- **Task item**
Nothing but the data below, returned exactly, should appear in the answer.
══ Data records ══
//! SeaORM entity models
//!
//! Database entities for the generation pipeline

pub mod batch;
pub mod job;
pub mod photo;

pub use batch::{
    derive_status,
    ActiveModel as BatchActiveModel,
    BatchStatus,
    Column as BatchColumn,
    Entity as BatchEntity,
    Model as Batch,
};

pub use job::{
    ActiveModel as JobActiveModel,
    Column as JobColumn,
    Entity as JobEntity,
    JobStatus,
    Model as Job,
};

pub use photo::{
    ActiveModel as PhotoActiveModel,
    Column as PhotoColumn,
    Entity as PhotoEntity,
    Model as Photo,
};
═══
- **Exercise response**
//! SeaORM entity models
//!
//! Database entities for the generation pipeline

pub mod batch;
pub mod job;
pub mod photo;

pub use batch::{
    derive_status,
    ActiveModel as BatchActiveModel,
    BatchStatus,
    Column as BatchColumn,
    Entity as BatchEntity,
    Model as Batch,
};

pub use job::{
    ActiveModel as JobActiveModel,
    Column as JobColumn,
    Entity as JobEntity,
    JobStatus,
    Model as Job,
};

pub use photo::{
    ActiveModel as PhotoActiveModel,
    Column as PhotoColumn,
    Entity as PhotoEntity,
    Model as Photo,
};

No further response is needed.